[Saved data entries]
//! Court drawing. Everything here works in court units (800x600, y down)
//! against the [`Surface`] trait; [`CanvasSurface`] maps that onto a
//! ratatui canvas.

use ratatui::style::Color;
use ratatui::widgets::canvas::{Circle, Context, Line, Points};

use crate::game::physics::paddle_band;
use crate::game::state::MatchState;
use crate::game::{
    Side, BALL_RADIUS, FIELD_HEIGHT, FIELD_WIDTH, PADDLE_HALF_HEIGHT, PADDLE_HEIGHT, PADDLE_WIDTH,
};

pub const COURT_BG: Color = Color::Rgb(10, 10, 10);
pub const LINE_COLOR: Color = Color::Rgb(255, 255, 255);
pub const PLAYER_COLOR: Color = Color::Rgb(74, 222, 128);
pub const OPPONENT_COLOR: Color = Color::Rgb(248, 113, 113);
pub const BALL_COLOR: Color = Color::Rgb(251, 191, 36);

const DASH: f64 = 5.0;
const GAP: f64 = 15.0;

/// The drawing primitives the court needs.
pub trait Surface {
    fn clear(&mut self);
    fn fill_rect(&mut self, x: f64, y: f64, width: f64, height: f64, color: Color);
    fn fill_circle(&mut self, x: f64, y: f64, radius: f64, color: Color);
    fn dashed_line(&mut self, from: (f64, f64), to: (f64, f64), dash: f64, gap: f64, color: Color);
}

/// Full redraw of the court from the current state.
pub fn draw<S: Surface>(state: &MatchState, surface: &mut S) {
    surface.clear();

    let mid = f64::from(FIELD_WIDTH) / 2.0;
    surface.dashed_line(
        (mid, 0.0),
        (mid, f64::from(FIELD_HEIGHT)),
        DASH,
        GAP,
        LINE_COLOR,
    );

    for (side, center, color) in [
        (Side::Player, state.player_y, PLAYER_COLOR),
        (Side::Opponent, state.opponent_y, OPPONENT_COLOR),
    ] {
        let (left, _) = paddle_band(side);
        surface.fill_rect(
            f64::from(left),
            f64::from(center - PADDLE_HALF_HEIGHT),
            f64::from(PADDLE_WIDTH),
            f64::from(PADDLE_HEIGHT),
            color,
        );
    }

    surface.fill_circle(
        f64::from(state.ball_x),
        f64::from(state.ball_y),
        f64::from(BALL_RADIUS),
        BALL_COLOR,
    );
}

/// Canvas adapter. The canvas has y growing upward, so every y is flipped.
pub struct CanvasSurface<'a, 'b> {
    ctx: &'a mut Context<'b>,
}

impl<'a, 'b> CanvasSurface<'a, 'b> {
    pub fn new(ctx: &'a mut Context<'b>) -> Self {
        Self { ctx }
    }

    fn flip(y: f64) -> f64 {
        f64::from(FIELD_HEIGHT) - y
    }

    fn line(&mut self, (x1, y1): (f64, f64), (x2, y2): (f64, f64), color: Color) {
        self.ctx
            .draw(&Line::new(x1, Self::flip(y1), x2, Self::flip(y2), color));
    }
}

impl Surface for CanvasSurface<'_, '_> {
    fn clear(&mut self) {
        // The canvas grid starts empty every frame; the background colour
        // is set on the widget.
    }

    fn fill_rect(&mut self, x: f64, y: f64, width: f64, height: f64, color: Color) {
        let mut column = x;
        while column < x + width {
            self.line((column, y), (column, y + height), color);
            column += 1.0;
        }
        self.line((x + width, y), (x + width, y + height), color);
    }

    fn fill_circle(&mut self, x: f64, y: f64, radius: f64, color: Color) {
        let cy = Self::flip(y);
        let mut r = radius;
        while r > 0.0 {
            self.ctx.draw(&Circle {
                x,
                y: cy,
                radius: r,
                color,
            });
            r -= 1.0;
        }
        // Keeps the ball visible when it is smaller than one canvas dot.
        self.ctx.draw(&Points {
            coords: &[(x, cy)],
            color,
        });
    }

    fn dashed_line(&mut self, from: (f64, f64), to: (f64, f64), dash: f64, gap: f64, color: Color) {
        let (dx, dy) = (to.0 - from.0, to.1 - from.1);
        let length = dx.hypot(dy);
        if length == 0.0 {
            return;
        }
        let (ux, uy) = (dx / length, dy / length);
        let mut t = 0.0;
        while t < length {
            let end = (t + dash).min(length);
            self.line(
                (from.0 + ux * t, from.1 + uy * t),
                (from.0 + ux * end, from.1 + uy * end),
                color,
            );
            t += dash + gap;
        }
    }
}

#[cfg(test)]
mod tests {
    use super::*;

    #[derive(Debug, PartialEq)]
    enum Op {
        Clear,
        Rect(f64, f64, f64, f64, Color),
        Circle(f64, f64, f64, Color),
        Dashed((f64, f64), (f64, f64), f64, f64),
    }

    #[derive(Default)]
    struct Recorder(Vec<Op>);

    impl Surface for Recorder {
        fn clear(&mut self) {
            self.0.push(Op::Clear);
        }
        fn fill_rect(&mut self, x: f64, y: f64, width: f64, height: f64, color: Color) {
            self.0.push(Op::Rect(x, y, width, height, color));
        }
        fn fill_circle(&mut self, x: f64, y: f64, radius: f64, color: Color) {
            self.0.push(Op::Circle(x, y, radius, color));
        }
        fn dashed_line(&mut self, from: (f64, f64), to: (f64, f64), dash: f64, gap: f64, _: Color) {
            self.0.push(Op::Dashed(from, to, dash, gap));
        }
    }

    #[test]
    fn draws_a_full_frame_in_order() {
        let mut state = MatchState::new();
        state.player_y = 120.0;
        state.opponent_y = 480.0;
        state.ball_x = 333.0;
        state.ball_y = 44.0;

        let mut surface = Recorder::default();
        draw(&state, &mut surface);

        assert_eq!(
            surface.0,
            vec![
                Op::Clear,
                Op::Dashed((400.0, 0.0), (400.0, 600.0), 5.0, 15.0),
                Op::Rect(50.0, 70.0, 15.0, 100.0, PLAYER_COLOR),
                Op::Rect(735.0, 430.0, 15.0, 100.0, OPPONENT_COLOR),
                Op::Circle(333.0, 44.0, 5.0, BALL_COLOR),
            ]
        );
    }

    #[test]
    fn redraw_holds_no_state_between_frames() {
        let state = MatchState::new();
        let mut first = Recorder::default();
        let mut second = Recorder::default();
        draw(&state, &mut first);
        draw(&state, &mut second);
        assert_eq!(first.0, second.0);
    }
}
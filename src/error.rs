use thiserror::Error;

#[derive(Debug, Error, PartialEq, Eq)]
pub enum SessionError {
    /// The court has not been laid out yet, or the terminal is too small for it.
    #[error("court surface unavailable: need {min_cols}x{min_rows} cells, have {cols}x{rows}")]
    SurfaceUnavailable {
        cols: u16,
        rows: u16,
        min_cols: u16,
        min_rows: u16,
    },
}
use rand::Rng;

use super::{
    Side, FIELD_HEIGHT, FIELD_WIDTH, OPPONENT_SPEED, PADDLE_SPEED, SERVE_SPEED, SERVE_SPREAD,
};

/// The simulation record. Only the tick mutates it.
#[derive(Clone, Debug, PartialEq)]
pub struct MatchState {
    pub player_y: f32,
    pub opponent_y: f32,
    pub ball_x: f32,
    pub ball_y: f32,
    pub ball_vx: f32,
    pub ball_vy: f32,
    pub paddle_speed: f32,
    pub opponent_speed: f32,
}

impl MatchState {
    pub fn new() -> Self {
        Self {
            player_y: FIELD_HEIGHT / 2.0,
            opponent_y: FIELD_HEIGHT / 2.0,
            ball_x: FIELD_WIDTH / 2.0,
            ball_y: FIELD_HEIGHT / 2.0,
            ball_vx: SERVE_SPEED,
            ball_vy: 3.0,
            paddle_speed: PADDLE_SPEED,
            opponent_speed: OPPONENT_SPEED,
        }
    }

    /// Put the ball back on the center spot, heading at `toward`.
    pub fn serve<R: Rng>(&mut self, toward: Side, rng: &mut R) {
        self.ball_x = FIELD_WIDTH / 2.0;
        self.ball_y = FIELD_HEIGHT / 2.0;
        self.ball_vx = match toward {
            Side::Player => -SERVE_SPEED,
            Side::Opponent => SERVE_SPEED,
        };
        self.ball_vy = rng.gen_range(-SERVE_SPREAD..SERVE_SPREAD);
    }
}

impl Default for MatchState {
    fn default() -> Self {
        Self::new()
    }
}
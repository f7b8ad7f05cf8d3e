use super::state::MatchState;
use super::{Side, FIELD_WIDTH};

#[derive(Clone, Copy, Debug, PartialEq, Eq)]
pub enum Phase {
    /// Waiting for the first start.
    Idle,
    Playing,
    Finished { winner: Side },
}

impl Phase {
    pub fn is_playing(self) -> bool {
        matches!(self, Phase::Playing)
    }
}

#[derive(Clone, Debug, Default, PartialEq, Eq)]
pub struct Scoreboard {
    player: u32,
    opponent: u32,
}

impl Scoreboard {
    pub fn player(&self) -> u32 {
        self.player
    }

    pub fn opponent(&self) -> u32 {
        self.opponent
    }

    /// Add one point to `side` and return its new total.
    pub fn award(&mut self, side: Side) -> u32 {
        let total = match side {
            Side::Player => &mut self.player,
            Side::Opponent => &mut self.opponent,
        };
        *total += 1;
        *total
    }
}

/// The side that just won the point, if the ball has left the court.
pub fn goal_scored(state: &MatchState) -> Option<Side> {
    if state.ball_x < 0.0 {
        Some(Side::Opponent)
    } else if state.ball_x > FIELD_WIDTH {
        Some(Side::Player)
    } else {
        None
    }
}
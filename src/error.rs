//! Typed errors for the build and serve paths.
//!
//! Build-side failures that would leave a broken index behind are fatal
//! and abort the build; already-written partial segments are preserved for
//! inspection. Serve-side errors distinguish "index not built" from an
//! index that simply has no matching terms, so a caller can tell an empty
//! result from a broken one.

use std::path::PathBuf;
use thiserror::Error;

/// A specialized Result type for webdex operations.
///
/// This is an alias for `anyhow::Result`, with context added via
/// `.context()` at I/O boundaries throughout the codebase.
pub type Result<T> = anyhow::Result<T>;

/// Fatal conditions while building an index.
#[derive(Debug, Error)]
pub enum BuildError {
    /// A partial segment could not be written.
    #[error("failed to write partial segment {path}")]
    SegmentWrite {
        path: PathBuf,
        #[source]
        source: std::io::Error,
    },

    /// A partial segment disappeared between spill and merge.
    #[error("partial segment missing at merge time: {path}")]
    SegmentMissing { path: PathBuf },

    /// A partial segment could not be read back during the merge.
    #[error("failed to read partial segment {path}")]
    SegmentRead {
        path: PathBuf,
        #[source]
        source: std::io::Error,
    },

    /// A segment line failed to decode during the merge.
    #[error("malformed record in segment {path} at line {line}")]
    SegmentDecode {
        path: PathBuf,
        line: usize,
        #[source]
        source: serde_json::Error,
    },

    /// The final index file could not be written.
    #[error("failed to write final index {path}")]
    FinalWrite {
        path: PathBuf,
        #[source]
        source: std::io::Error,
    },

    /// A term was merged from segments but has no document-frequency
    /// entry. The df map outlives every spill, so this is a bookkeeping
    /// bug, never a recoverable input problem.
    #[error("term '{term}' merged from segments but absent from document frequencies")]
    DocFrequencyMissing { term: String },
}

/// Errors surfaced by the index store.
#[derive(Debug, Error)]
pub enum StoreError {
    /// The final index file does not exist. Surfaced as its own kind so
    /// callers do not confuse a missing build with an empty result.
    #[error("index not built: {path}")]
    IndexNotBuilt { path: PathBuf },

    /// The index file exists but could not be opened or mapped.
    #[error("failed to open index {path}")]
    Io {
        path: PathBuf,
        #[source]
        source: std::io::Error,
    },

    /// The line at a term's recorded offset failed to decode.
    #[error("index corruption at term '{term}'")]
    Corrupt { term: String },

    /// The store was closed; no further lookups are possible.
    #[error("index store is closed")]
    Closed,
}
//! Conjunctive web search over a crawled corpus.
//!
//! `webdex` builds a persistent TF-IDF inverted index from a directory of
//! crawl records (`{"url", "content"}` JSON files) and answers
//! boolean-AND queries ranked by cosine similarity.
//!
//! # Architecture
//!
//! ```text
//! build:  corpus ─▶ tokenize ─▶ near-dup filter ─▶ accumulate
//!                                       │               │ spill
//!                                       ▼               ▼
//!                                  (rejected)    partial segments ─▶ merge ─▶ final index
//!
//! serve:  final index ─▶ IndexStore (mmap + term directory) ─▶ QueryEngine ─▶ ranked URLs
//! ```
//!
//! The build path is sequential; the serve path is read-only after
//! [`IndexStore::open`] and safe to share across tasks, since every
//! lookup slices the mapping instead of moving a shared cursor.
//!
//! # Usage
//!
//! ```ignore
//! let stats = webdex::build(corpus_dir, index_dir, &BuildConfig::default())?;
//! let store = IndexStore::open(&index_dir.join(FINAL_INDEX_FILE))?;
//! let hits = QueryEngine::new(&store).search("machine learning");
//! ```

pub mod cli;
pub mod config;
pub mod corpus;
pub mod dedup;
pub mod error;
pub mod index;
pub mod query;
pub mod store;
pub mod tokenize;
pub mod tracing;
pub mod types;

// Re-exports for public API
pub use config::BuildConfig;
pub use error::{BuildError, Result, StoreError};
pub use index::{BuildStats, FINAL_INDEX_FILE, build};
pub use query::{QueryEngine, SearchHit};
pub use store::IndexStore;
pub use tokenize::Tokenizer;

» **What needs to be done**
Begin at the line that has "player_y: FIELD_HEIGHT /" in the entries above; stop after the line that has "inspection. Serve-side errors". Transcribe exactly those lines and no others.

» **Result for this exercise**
            player_y: FIELD_HEIGHT / 2.0,
            opponent_y: FIELD_HEIGHT / 2.0,
            ball_x: FIELD_WIDTH / 2.0,
            ball_y: FIELD_HEIGHT / 2.0,
            ball_vx: SERVE_SPEED,
            ball_vy: 3.0,
            paddle_speed: PADDLE_SPEED,
            opponent_speed: OPPONENT_SPEED,
        }
    }

    /// Put the ball back on the center spot, heading at `toward`.
    pub fn serve<R: Rng>(&mut self, toward: Side, rng: &mut R) {
        self.ball_x = FIELD_WIDTH / 2.0;
        self.ball_y = FIELD_HEIGHT / 2.0;
        self.ball_vx = match toward {
            Side::Player => -SERVE_SPEED,
            Side::Opponent => SERVE_SPEED,
        };
        self.ball_vy = rng.gen_range(-SERVE_SPREAD..SERVE_SPREAD);
    }
}

impl Default for MatchState {
    fn default() -> Self {
        Self::new()
    }
}
repository f7b8ad7f05cf8d3e
use super::state::MatchState;
use super::{Side, FIELD_WIDTH};

#[derive(Clone, Copy, Debug, PartialEq, Eq)]
pub enum Phase {
    /// Waiting for the first start.
    Idle,
    Playing,
    Finished { winner: Side },
}

impl Phase {
    pub fn is_playing(self) -> bool {
        matches!(self, Phase::Playing)
    }
}

#[derive(Clone, Debug, Default, PartialEq, Eq)]
pub struct Scoreboard {
    player: u32,
    opponent: u32,
}

impl Scoreboard {
    pub fn player(&self) -> u32 {
        self.player
    }

    pub fn opponent(&self) -> u32 {
        self.opponent
    }

    /// Add one point to `side` and return its new total.
    pub fn award(&mut self, side: Side) -> u32 {
        let total = match side {
            Side::Player => &mut self.player,
            Side::Opponent => &mut self.opponent,
        };
        *total += 1;
        *total
    }
}

/// The side that just won the point, if the ball has left the court.
pub fn goal_scored(state: &MatchState) -> Option<Side> {
    if state.ball_x < 0.0 {
        Some(Side::Opponent)
    } else if state.ball_x > FIELD_WIDTH {
        Some(Side::Player)
    } else {
        None
    }
}
filename src/error.rs
//! Typed errors for the build and serve paths.
//!
//! Build-side failures that would leave a broken index behind are fatal
//! and abort the build; already-written partial segments are preserved for
//! inspection. Serve-side errors distinguish "index not built" from an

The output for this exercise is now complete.